Security and the umbrella of many things in the name of security
Ridley Tony
Experienced Leader in Risk, Security, Resilience, Safety, and Management Sciences | PhD Candidate, Researcher and Scholar
Security remains a catch-all expression for many things, people, feelings, actions and terms.
With so many taking refuge under this umbrella term, how do you know what is really security... or not?
Even in every day conversation, security is routinely used. Job-security, portfolio security, national security, home security, cyber security and many other quasi-security expressions such as community safety, crime prevention, etc.
The only constant among these expressions is that security is rarely defined and routinely assumed as meaning the same thing from context to context, person to person and culture to culture.
If only that were true.
Even more concerning is the routine justifications of control, discipline, power, restrictions, punishment, exclusion, surveillance and preferential treatment in the name of security.
Security for whom, when and how?
Pursuit of security for one individual, community or represented cohort routinely results in the insecurity of others.
Security remains a blunt instrument upon which both good and bad actions are undertaken.
While there are many reasons and influences for this phenomena, one of the greatest remains the lack of knowledge or objective research informing security acts.
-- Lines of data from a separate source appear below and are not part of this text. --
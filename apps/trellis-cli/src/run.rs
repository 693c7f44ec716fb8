//! Command logic for Trellis CLI.

use std::path::Path;
use std::sync::Arc;

use tracing::{debug, info, instrument};
use trellis_core::config::AdapterConfig;
use trellis_core::standalone::{CapturedResponse, MemoryRequest};
use trellis_core::{EngineError, Message, RenderResult, RenderingFailure};
use trellis_views::{ErrorPage, RenderDispatcher, ViewEngine, ViewError, ViewRegistry};

use crate::cli::RenderArgs;
use crate::config::ConfigManager;
use crate::error::{CliError, Result as CliResult};
use crate::output::OutputFormatter;

const SAMPLE_VIEW: &str = "<!DOCTYPE html>
<html lang=\"{{ N.lang }}\">
<head>
  <meta charset=\"utf-8\">
  <title>{{ N.i18n(\"app.title\") }}</title>
</head>
<body>
  <h1>{{ N.i18n(\"app.greeting\", name | default(\"world\")) }}</h1>
  <p><a href=\"{{ N.context_path }}/\">{{ N.context_path }}/</a></p>
</body>
</html>
";

const SAMPLE_MESSAGES: &str = "en:
  app.title: Trellis
  app.greeting: \"Hello {0}!\"
";

/// Create a project skeleton in `project_path`.
///
/// # Errors
///
/// Returns an error if files cannot be written, or a configuration exists
/// and `force` is not set.
#[instrument(skip(project_path))]
pub fn init(project_path: &Path, force: bool) -> CliResult<()> {
    let config_path = ConfigManager::config_file_path(project_path);
    if config_path.exists() && !force {
        return Err(CliError::invalid_args(format!(
            "{} already exists, use --force to overwrite",
            config_path.display()
        )));
    }

    let mut config = AdapterConfig::default_config();
    config.i18n.messages = Some(".trellis/messages.yml".to_string());
    config.save_to_file(&config_path)?;
    std::fs::write(project_path.join(".trellis").join("messages.yml"), SAMPLE_MESSAGES)?;

    let sample = project_path
        .join(&config.views.directory)
        .join(&config.views.namespace)
        .join("ApplicationController")
        .join(format!("index{}", config.views.file_suffix));
    if let Some(parent) = sample.parent() {
        std::fs::create_dir_all(parent)?;
    }
    if !sample.exists() {
        std::fs::write(&sample, SAMPLE_VIEW)?;
    }

    let output = OutputFormatter::new();
    output.success(&format!(
        "Initialized Trellis project in {}",
        project_path.display()
    ));
    output.list_item("Config:", &config_path.display().to_string());
    output.list_item("Sample view:", &sample.display().to_string());
    output.info(&format!(
        "Try `trellis render {}/ApplicationController/index{}`",
        config.views.namespace, config.views.file_suffix
    ));
    Ok(())
}

/// Print every view of the project.
///
/// # Errors
///
/// Returns an error if the views cannot be loaded.
#[instrument(skip(config))]
pub fn list_views(config: &ConfigManager, verbose: bool) -> CliResult<()> {
    let engine = load_engine(config)?;
    let views: Vec<_> = engine
        .names()
        .into_iter()
        .map(|name| {
            let view_config = engine.view_config(&name);
            (name, view_config)
        })
        .collect();

    OutputFormatter::new().view_list(&views, verbose);
    Ok(())
}

/// Compile every view and report each failure with its location.
///
/// # Errors
///
/// Returns an error if any view fails to compile.
#[instrument(skip(config))]
pub fn check_views(config: &ConfigManager) -> CliResult<()> {
    let output = OutputFormatter::new();

    match load_engine(config) {
        Ok(engine) if engine.names().is_empty() => {
            output.warning(&format!("No views found in {}", config.views_dir().display()));
            Ok(())
        }
        Ok(engine) => {
            output.success(&format!("{} views compiled", engine.names().len()));
            Ok(())
        }
        Err(CliError::Views(ViewError::Engine(EngineError::Compile { diagnostics }))) => {
            for diagnostic in &diagnostics {
                output.error(&diagnostic.to_string());
            }
            let failure = RenderingFailure::from(EngineError::Compile { diagnostics });
            Err(CliError::Render(failure))
        }
        Err(err) => Err(err),
    }
}

/// Render a view or error page for a simulated request.
///
/// # Errors
///
/// Returns an error if the arguments are invalid or rendering fails.
#[instrument(skip(config, args), fields(template = %args.template))]
pub fn render(config: &ConfigManager, args: &RenderArgs) -> CliResult<CapturedResponse> {
    let engine = Arc::new(load_engine(config)?);
    let collaborators = config.collaborators(&args.context_path)?;
    let dispatcher = RenderDispatcher::new(
        config.config(),
        collaborators,
        engine,
        &ViewRegistry::new(),
    );

    let mut result = if args.error {
        let page = ErrorPage::ALL
            .into_iter()
            .find(|page| page.override_name() == args.template || page.id() == args.template)
            .ok_or_else(|| {
                CliError::invalid_args(format!("Unknown error page '{}'", args.template))
            })?;
        RenderResult::new(page.status())
            .with_template(page.id())
            .render_message(Message::new(args.message.clone()))
    } else {
        let values = match &args.data {
            Some(data) => serde_json::from_str(data)?,
            None => serde_json::Map::new(),
        };
        RenderResult::ok()
            .with_template(args.template.clone())
            .render_map(values)
    };

    let mut request = MemoryRequest::new(format!("{}/", args.context_path))
        .with_context_path(args.context_path.clone());
    if let Some(lang) = &args.lang {
        request = request.with_header("Accept-Language", lang.clone());
    }

    let output = OutputFormatter::new();
    if let Err(failure) = dispatcher.invoke(&mut request, &mut result) {
        output.failure(&failure);
        return Err(failure.into());
    }

    debug!(
        project = %config.project_path().display(),
        bytes = request.response().body.len(),
        "Rendered {}",
        result.template().unwrap_or_default()
    );
    info!("Rendered {}", args.template);
    Ok(request.response().clone())
}

fn load_engine(config: &ConfigManager) -> CliResult<ViewEngine> {
    let views = &config.config().views;
    Ok(ViewEngine::load(config.views_dir(), views.file_suffix.clone())?)
}
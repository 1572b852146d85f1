mod cli;
mod config;
mod error;
mod metrics;
mod observer;
mod orchestrator;
mod prober;
mod report;
mod scheduler;
mod stats;
mod targets;
mod util;

use clap::Parser;
use cli::Args;
use config::{LogFormat, ProbeConfig};
use metrics::ProbeMetrics;
use observer::{LogObserver, Observers};
use orchestrator::Orchestrator;
use prober::http::HttpTransport;
use scheduler::Scheduler;
use targets::HostTarget;

use anyhow::Context;
use std::sync::Arc;
use std::time::Duration;
use tracing::{info, warn};

#[tokio::main(flavor = "multi_thread")]
async fn main() -> anyhow::Result<()> {
    let args = Args::parse();

    // Load config first to get log level
    let mut config = ProbeConfig::load().await?;
    if let Some(ms) = args.timeout_ms {
        config.request_timeout_ms = ms;
        config.validate()?;
    }
    init_tracing(&config)?;

    let targets = load_targets(&args).await?;
    info!(hosts = targets.len(), count = args.count, timeout_ms = config.request_timeout_ms, "targets loaded");

    let metrics = match args.metrics_out {
        Some(_) => Some(ProbeMetrics::new()?),
        None => None,
    };
    let mut observers = Observers::new().with(Arc::new(LogObserver));
    if let Some(m) = &metrics {
        observers = observers.with(Arc::new(m.clone()));
    }

    let transport = HttpTransport::new(&config.user_agent, config.request_timeout(), config.max_redirects)
        .context("building HTTP client")?;
    let orchestrator = Orchestrator::new(Arc::new(transport), Arc::new(observers), config.request_timeout());

    let round = |n: u32| {
        let orchestrator = orchestrator.clone();
        let targets = targets.clone();
        let metrics = metrics.clone();
        let args = &args;
        async move {
            let table = orchestrator.run(&targets, args.count).await?;
            if args.every.is_some() {
                println!("Round {n}");
            }
            print!("{}", report::render_table(&table));
            if let Some(path) = &args.output {
                report::write_json(&table, path).await?;
                info!(path = %path.display(), "results written");
            }
            if let (Some(m), Some(path)) = (&metrics, &args.metrics_out) {
                m.write_textfile(path).await?;
            }
            Ok::<(), anyhow::Error>(())
        }
    };

    let scheduler = args
        .every
        .map(|secs| Scheduler::new(Duration::from_secs(secs)))
        .transpose()?;
    let work = async {
        match &scheduler {
            Some(scheduler) => scheduler.run(args.rounds, round).await,
            None => round(1).await,
        }
    };

    tokio::select! {
        res = work => res,
        _ = tokio::signal::ctrl_c() => {
            warn!("interrupted, abandoning in-flight probes");
            std::process::exit(130);
        }
    }
}

fn init_tracing(config: &ProbeConfig) -> anyhow::Result<()> {
    let log_level = config.get_tracing_level()?;
    let filter = tracing_subscriber::EnvFilter::from_default_env()
        .add_directive(format!("host_probe={}", log_level.as_str().to_lowercase()).parse()?);

    let builder = tracing_subscriber::fmt()
        .with_env_filter(filter)
        .with_writer(std::io::stderr);
    match config.log_format {
        LogFormat::Text => builder.init(),
        LogFormat::Json => builder.json().init(),
    }
    Ok(())
}

async fn load_targets(args: &Args) -> anyhow::Result<Vec<HostTarget>> {
    let targets = match (&args.hosts, &args.file) {
        (Some(hosts), _) => targets::parse_host_list(hosts)?,
        (None, Some(path)) => targets::load_host_file(path).await?,
        (None, None) => anyhow::bail!("either --hosts or --file is required"),
    };
    if targets.is_empty() {
        anyhow::bail!("no hosts given");
    }
    Ok(targets)
}
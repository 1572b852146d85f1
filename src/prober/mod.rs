use std::fmt;
use std::time::Duration;

use tokio::time::{timeout, Instant};

use crate::observer::ProbeObserver;
use crate::targets::HostTarget;
use crate::util::duration_to_millis;

pub mod classify;
pub mod http;
pub mod transport;

use classify::classify;
use transport::{FailureKind, Transport, TransportFailure};

/// Classification of one request attempt.
#[derive(Debug, Clone, Copy, PartialEq, Eq, Hash)]
pub enum Outcome {
    Success,
    Failed,
    ConnectionFailure,
    Timeout,
    ProtocolError,
    TlsError,
    InvalidRequest,
    DecodingError,
    TooManyRedirects,
    UnknownError,
    /// A status outside both the success (2xx) and failed (4xx/5xx) ranges.
    Unclassified(u16),
}

impl Outcome {
    pub fn is_error(&self) -> bool {
        !matches!(self, Outcome::Success | Outcome::Failed | Outcome::Unclassified(_))
    }

    pub fn as_str(&self) -> &'static str {
        match self {
            Outcome::Success => "success",
            Outcome::Failed => "failed",
            Outcome::ConnectionFailure => "connection_failure",
            Outcome::Timeout => "timeout",
            Outcome::ProtocolError => "protocol_error",
            Outcome::TlsError => "tls_error",
            Outcome::InvalidRequest => "invalid_request",
            Outcome::DecodingError => "decoding_error",
            Outcome::TooManyRedirects => "too_many_redirects",
            Outcome::UnknownError => "unknown_error",
            Outcome::Unclassified(_) => "unclassified",
        }
    }
}

impl fmt::Display for Outcome {
    fn fmt(&self, f: &mut fmt::Formatter<'_>) -> fmt::Result {
        match self {
            Outcome::Unclassified(status) => write!(f, "unclassified ({status})"),
            other => f.write_str(other.as_str()),
        }
    }
}

/// One timed request against one host.
#[derive(Debug, Clone, PartialEq)]
pub struct Attempt {
    pub outcome: Outcome,
    pub elapsed_ms: Option<f64>,
}

/// Run `count` GET attempts against `host`, one after the other.
///
/// Every attempt yields an [`Attempt`], whatever happened on the wire; a
/// failing attempt never cuts the remaining ones short. Failed and errored
/// attempts are reported to `observer` as they happen.
pub async fn probe_host(
    transport: &dyn Transport,
    host: &HostTarget,
    count: u32,
    request_timeout: Duration,
    observer: &dyn ProbeObserver,
) -> Vec<Attempt> {
    let mut attempts = Vec::with_capacity(count as usize);

    for seq in 1..=count {
        let start = Instant::now();
        let result = match timeout(request_timeout, transport.fetch(host.as_str())).await {
            Ok(result) => result,
            Err(_) => Err(TransportFailure::new(
                FailureKind::Timeout,
                format!("no response within {} ms", request_timeout.as_millis()),
            )),
        };
        let attempt = Attempt {
            outcome: classify(&result),
            elapsed_ms: Some(duration_to_millis(start.elapsed())),
        };

        observer.attempt_finished(host, seq, &attempt);
        match (&result, attempt.outcome) {
            (Err(failure), _) => observer.attempt_failed(host, seq, &attempt, &failure.message),
            (Ok(status), Outcome::Failed) => {
                observer.attempt_failed(host, seq, &attempt, &format!("HTTP status {status}"))
            }
            _ => {}
        }

        attempts.push(attempt);
    }

    attempts
}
Security lacks a single, perpetual body of knowledge and standard of education.
Moreover, security is one of social and work life's lowest points of entry.
Anyone can do security. Right?
Wrong!!
The profession of security entertains all sorts.
Most with limited if any security education, qualifications or professional standards.
领英推荐
Even those that appear in the media asserting expert forecasting skills and secret knowledge.
As a result, security is routinely seen as both a grudge expenditure and tainted trade.
Buyers, communities and professionals need to be more discerning when it comes to security.
Security is not a catch-all phrase.
Security does have specific skills, qualifications and demonstrable knowledge.
It is time buyers, communities, corporates and professionals demonstrate greater rigour in assuring these standards.
Moreover, it time to stop assuming expertise across all facets of security or those subject that routinely seek shelter under the umbrella term, security.
Especially where I is applied in the other extremely abstract expression of risk.
As a result, security risk management is more likely to be a suite of templates applied unilaterally in all contexts with little alteration and limited, if any specific knowledge or customisation for specific threat faced by an organisation, individual or asset.
This too needs to stop.
Define security.
Define risk.
Define security risk management.
Demonstrate reliable, verifiable and comparable research, knowledge or professional standards specific to the context and issue/s at hand.